__EXERCISE REQUIREMENTS__.
Copy out every line of the data that has the word "path" somewhere in it.

Start of MATERIAL SHOWN

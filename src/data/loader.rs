//! Load and write datasets as CSV
//!
//! Each file has a header row. Two columns are structural: the record id and
//! the development cycle. Every other column becomes a value column whose
//! cells are typed as numbers, booleans or categories.

use csv::{Reader, Writer};
use std::path::Path;

use super::dataset::Dataset;
use super::value::{Record, Value, REPLICATE_COLUMN};
use crate::error::{Error, Result};

/// Names of the structural columns in a CSV file
#[derive(Debug, Clone)]
pub struct CsvLayout {
    pub id_column: String,
    pub cycle_column: String,
}

impl Default for CsvLayout {
    fn default() -> Self {
        Self {
            id_column: "claim_id".to_string(),
            cycle_column: "dev_year".to_string(),
        }
    }
}

/// Load a dataset from a CSV file
pub fn read_dataset<P: AsRef<Path>>(path: P, layout: &CsvLayout) -> Result<Dataset> {
    let reader = Reader::from_path(path)?;
    read_records(reader, layout)
}

/// Load a dataset from any reader (e.g., string buffer, network stream)
pub fn read_dataset_from_reader<R: std::io::Read>(reader: R, layout: &CsvLayout) -> Result<Dataset> {
    read_records(Reader::from_reader(reader), layout)
}

fn read_records<R: std::io::Read>(mut reader: Reader<R>, layout: &CsvLayout) -> Result<Dataset> {
    let headers = reader.headers()?.clone();

    let position = |name: &str| -> Result<usize> {
        headers
            .iter()
            .position(|h| h == name)
            .ok_or_else(|| Error::schema(format!("CSV has no '{}' column", name)))
    };
    let id_idx = position(&layout.id_column)?;
    let cycle_idx = position(&layout.cycle_column)?;
    let replicate_idx = headers.iter().position(|h| h == REPLICATE_COLUMN);

    let value_columns: Vec<(usize, String)> = headers
        .iter()
        .enumerate()
        .filter(|(i, _)| *i != id_idx && *i != cycle_idx && Some(*i) != replicate_idx)
        .map(|(i, h)| (i, h.to_string()))
        .collect();

    let mut dataset = Dataset::new(value_columns.iter().map(|(_, h)| h.clone()).collect());

    for (line, result) in reader.records().enumerate() {
        let record = result?;
        // Header is line 1
        let line = line + 2;

        let cycle: u32 = record[cycle_idx].trim().parse().map_err(|_| Error::Parse {
            line,
            message: format!("invalid cycle '{}'", &record[cycle_idx]),
        })?;

        let mut row = Record::new(record[id_idx].trim(), cycle);
        if let Some(idx) = replicate_idx {
            let replicate = record[idx].trim().parse().map_err(|_| Error::Parse {
                line,
                message: format!("invalid replicate '{}'", &record[idx]),
            })?;
            row.replicate = Some(replicate);
        }

        for (idx, name) in &value_columns {
            row.set(name, parse_cell(&record[*idx]));
        }
        dataset.push(row)?;
    }

    Ok(dataset)
}

/// Type a raw CSV cell
pub fn parse_cell(raw: &str) -> Value {
    let raw = raw.trim();
    match raw {
        "true" | "TRUE" | "True" => Value::Bool(true),
        "false" | "FALSE" | "False" => Value::Bool(false),
        _ => raw
            .parse::<f64>()
            .map(Value::Number)
            .unwrap_or_else(|_| Value::Category(raw.to_string())),
    }
}

/// Write a dataset to a CSV file
pub fn write_dataset<P: AsRef<Path>>(path: P, dataset: &Dataset, layout: &CsvLayout) -> Result<()> {
    let writer = Writer::from_path(path)?;
    write_records(writer, dataset, layout)
}

/// Write a dataset to any writer
pub fn write_dataset_to_writer<W: std::io::Write>(writer: W, dataset: &Dataset, layout: &CsvLayout) -> Result<()> {
    write_records(Writer::from_writer(writer), dataset, layout)
}

fn write_records<W: std::io::Write>(mut writer: Writer<W>, dataset: &Dataset, layout: &CsvLayout) -> Result<()> {
    let with_replicate = !dataset.replicate_ids().is_empty();

    let mut header = vec![layout.id_column.clone(), layout.cycle_column.clone()];
    if with_replicate {
        header.push(REPLICATE_COLUMN.to_string());
    }
    header.extend(dataset.columns().iter().cloned());
    writer.write_record(&header)?;

    for row in dataset.rows() {
        let mut out = vec![row.id.clone(), row.cycle.to_string()];
        if with_replicate {
            out.push(row.replicate.map(|r| r.to_string()).unwrap_or_default());
        }
        for column in dataset.columns() {
            out.push(row.value(column).map(Value::to_string).unwrap_or_default());
        }
        writer.write_record(&out)?;
    }

    writer.flush()?;
    Ok(())
}
//! Records, datasets and CSV loading

mod value;
mod dataset;
pub mod loader;

pub use value::{Record, Value, CYCLE_COLUMN, REPLICATE_COLUMN};
pub use dataset::Dataset;
pub use loader::{read_dataset, read_dataset_from_reader, write_dataset, write_dataset_to_writer, CsvLayout};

End of MATERIAL SHOWN

__OUTPUT OF THE EXERCISE__.
use std::path::Path;
pub fn read_dataset<P: AsRef<Path>>(path: P, layout: &CsvLayout) -> Result<Dataset> {
    let reader = Reader::from_path(path)?;
pub fn write_dataset<P: AsRef<Path>>(path: P, dataset: &Dataset, layout: &CsvLayout) -> Result<()> {
    let writer = Writer::from_path(path)?;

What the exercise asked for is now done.